I came across this model 542 set in an antiques shop. The dealer had no idea about the age or condition of the radio. He barely knew it was a radio at all. I shuddered when I first saw it. Scratched, damaged, broken phenolic escutcheon, one knob missing, speaker grille cloth of unrecognizable color due to the thick dirt, and inside it was obviously in bad shape, bearing the marks of many repairs and some mayor modifications. First I just passed by it. But there was no other radio to be had, and I had a bad case of restoratitis. The dealer was interested in getting rid of this thing, it had been taken up room for too long without finding a buyer. So, after the price had fallen to less than one third of the original figure, I took this radio home. Then the fun started. 

This radio was designed around a classic 5-tube circuit: A 6SA7 pentagrid converter, 6SK7 IF amplifier, 6SQ7 detector, AGC and audio preamplifier, and a 6K6GT power amplifier, with a 5Y3G rectifier in a transformer-type multivoltage power supply. Note that the first three tubes are metal single ended octal valves with 6.3 V filaments, while the power amplifier is a compact glass tube and the rectifier is still of the older bulged shape. These facts would have made unnecessary the dating on the paper! 

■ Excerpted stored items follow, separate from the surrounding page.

//! Layer hooks for activation capture
//!
//! A hook is a one-element mailbox attached to a single decoder layer:
//! the forward pass overwrites it every time that layer runs, and the
//! collector reads it out immediately after the pass. The registry is
//! owned by the model; registering returns a [`HookHandle`] that detaches
//! the hook on drop, so no hook survives the chunk that attached it even
//! when processing fails partway through.

use std::cell::RefCell;
use std::collections::HashMap;
use std::rc::Rc;

use anyhow::{bail, Result};
use candle_core::Tensor;

type Slot = Rc<RefCell<Option<Tensor>>>;
type SlotMap = Rc<RefCell<HashMap<usize, Slot>>>;

/// Per-model registry of layer hooks.
///
/// The forward pass reports each decoder layer's output via [`record`];
/// layers without an attached hook cost nothing.
///
/// [`record`]: HookRegistry::record
#[derive(Debug, Default)]
pub struct HookRegistry {
    slots: SlotMap,
}

impl HookRegistry {
    pub fn new() -> Self {
        Self::default()
    }

    /// Attach a hook to `layer`.
    ///
    /// Returns the reader end and the detach guard. At most one hook per
    /// layer may be attached at a time.
    pub fn register(&self, layer: usize) -> Result<(LayerHook, HookHandle)> {
        let mut slots = self.slots.borrow_mut();
        if slots.contains_key(&layer) {
            bail!("layer {layer} already has a hook attached");
        }
        let slot: Slot = Rc::new(RefCell::new(None));
        slots.insert(layer, Rc::clone(&slot));
        Ok((
            LayerHook { slot },
            HookHandle {
                slots: Rc::clone(&self.slots),
                layer,
            },
        ))
    }

    /// Store `output` in the slot for `layer`, overwriting any previous
    /// capture. No-op when no hook is attached to `layer`.
    ///
    /// Called by the forward pass after each decoder layer. The clone is
    /// shallow (tensor storage is refcounted).
    pub fn record(&self, layer: usize, output: &Tensor) {
        if let Some(slot) = self.slots.borrow().get(&layer) {
            *slot.borrow_mut() = Some(output.clone());
        }
    }

    /// Number of currently attached hooks.
    pub fn active(&self) -> usize {
        self.slots.borrow().len()
    }
}

/// Reader end of a hook.
#[derive(Debug)]
pub struct LayerHook {
    slot: Slot,
}

impl LayerHook {
    /// Move the most recent capture out of the slot, leaving it empty.
    ///
    /// The slot is overwritten on every forward pass, so the value must
    /// be taken before the next pass runs.
    pub fn take(&self) -> Option<Tensor> {
        self.slot.borrow_mut().take()
    }
}

/// Detach guard: removes its hook from the registry on drop.
///
/// Dropping the handle is the only way to deregister, which makes detach
/// symmetric with [`HookRegistry::register`] on every exit path.
#[derive(Debug)]
pub struct HookHandle {
    slots: SlotMap,
    layer: usize,
}

impl Drop for HookHandle {
    fn drop(&mut self) {
        self.slots.borrow_mut().remove(&self.layer);
    }
}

This is how the radio looked inside when I got it. The thick dirt is normal for an old radio, but that lot of loose wires is not, and the worst part is the modified power supply. Do you see the white power resistor at the right side? It is mounted with a rusty screw, on a piece of dust-shedding asbestos (how do you like that?), over a metal sheet that closes the hole where once the power transformer used to be. Another large piece of asbestos had been nailed to the top of the cabinet, to protect it from the resistor's heat! Someone had converted this radio from the original transformer-type power supply to a DC-AC power supply, by removing the transformer, fitting the dropping resistor, replacing all tubes by series-filament types, and rewiring the entire radio.

I was in doubt for some months. Should I restore the radio to original condition? Or should I repair it, preserving the modification as part of the radio's history?

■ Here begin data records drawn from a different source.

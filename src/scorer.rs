//! Preference scoring of answer completions
//!
//! Scores a text by summing the model's softmax-normalized output
//! distribution over every position, then compares a statement's correct
//! completion against its incorrect alternatives.
//!
//! The aggregate grows with sequence length, so longer completions score
//! higher regardless of content. That is the behavior this tool ships
//! with; a masked log-probability variant would be a different contract.

use anyhow::{ensure, Result};
use candle_core::DType;
use tracing::debug;

use crate::model::{forward_text, TapBackend};

/// Score a text: softmax over the vocabulary at every position, summed
/// over all positions and vocabulary entries.
// TODO: mask prompt tokens so only the completion contributes to the score
pub fn score(model: &dyn TapBackend, text: &str) -> Result<f32> {
    let logits = forward_text(model, text)?;
    let probs = candle_nn::ops::softmax_last_dim(&logits)?;
    let total = probs.to_dtype(DType::F32)?.sum_all()?.to_scalar::<f32>()?;
    Ok(total)
}

/// True iff the correct completion strictly beats every incorrect one.
/// Ties lose.
pub fn preference_label(correct_score: f32, incorrect_scores: &[f32]) -> bool {
    let best_incorrect = incorrect_scores
        .iter()
        .copied()
        .fold(f32::NEG_INFINITY, f32::max);
    correct_score > best_incorrect
}

/// Label each statement by whether the model prefers its correct answer.
///
/// For statement `i`, scores `"{statement} {correct_answers[i]}"` against
/// one concatenation per entry of `incorrect_answers[i]`. Output order
/// matches input order.
pub fn evaluate(
    model: &dyn TapBackend,
    statements: &[String],
    correct_answers: &[String],
    incorrect_answers: &[Vec<String>],
) -> Result<Vec<bool>> {
    ensure!(
        statements.len() == correct_answers.len()
            && statements.len() == incorrect_answers.len(),
        "statements ({}), correct answers ({}) and incorrect answers ({}) must be parallel",
        statements.len(),
        correct_answers.len(),
        incorrect_answers.len()
    );

    let mut labels = Vec::with_capacity(statements.len());
    for (i, statement) in statements.iter().enumerate() {
        let incorrect = &incorrect_answers[i];
        ensure!(
            !incorrect.is_empty(),
            "statement {i} has no incorrect answers to compare against"
        );

        let correct_score = score(model, &format!("{statement} {}", correct_answers[i]))?;

        let mut incorrect_scores = Vec::with_capacity(incorrect.len());
        for answer in incorrect {
            incorrect_scores.push(score(model, &format!("{statement} {answer}"))?);
        }

        let label = preference_label(correct_score, &incorrect_scores);
        debug!(
            "statement {}: correct {:.3} vs best incorrect {:.3} -> {}",
            i,
            correct_score,
            incorrect_scores
                .iter()
                .copied()
                .fold(f32::NEG_INFINITY, f32::max),
            label
        );
        labels.push(label);
    }

    Ok(labels)
}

The problem pretty much solved itself. The resistor produced so much heat, and the modification was so badly done, that I decided to go the longer route and turn the radio back to the original circuit. The decision was quickly confirmed when I found, inside my very own junk box, a transformer that fit this chassis perfectly, looked reasonably original, and even had windings of the required ratings, except only for a 5 V filament winding for the rectifier! 


So, restoration started, and after some exhausting work the chassis looked like this. All asbestos was carefully removed and discarded, together with that ugly resistor and the rusty screw. Everything was thoroughly cleaned. The transformer was installed. I got a set of exact tubes, except for the rectifier: Instead of the 5V directly heated 5Y3G, I installed a 6ZY5G, which is a dual diode with a 6.3V indirectly heated cathode, that can be connected to the common 6.3 V heater chain. I rewired the radio to the original circuit, which meant a lot of detective work and radio archaeology, since I couldn't locate the original diagram, and had to guess the circuit details.

When I was done with this work, the radio sort of worked, but had lousy sensitivity, lots of distortion, and on short-wave it was dead. So, after this restoration, the repair had to start... To my surprise, every single paper capacitor was leaky!  I had seen my share of leaky caps, but I had never gotten a radio with all of them bad! So I took the thing seriously. The electrolytic capacitors also were all dead, except for the main filter capacitor, which had been replaced previously, apparently in the 1970's. Being at it, I also checked the resistors, and found a lot of them to be way off!  In short, I had to basically rebuild the entire radio. It kept a reasonably original look on top of the chassis (except for the wires, I don't have any fabric covered wire left!), but below the chassis many components are much more modern than they should be. I used lots of components of the 1960's, but that's still a lot newer than the original ones.

At least, after the reconstruction this radio works flawlessly, and is one of the most usable sets in my collection. I can use it for hours without fearing a capacitor explosion. 

The missing knob was another issue. I manufactured a replica from epoxy resin. It is not perfect, but acceptable. Can you see which of the four knobs on the picture is the replica?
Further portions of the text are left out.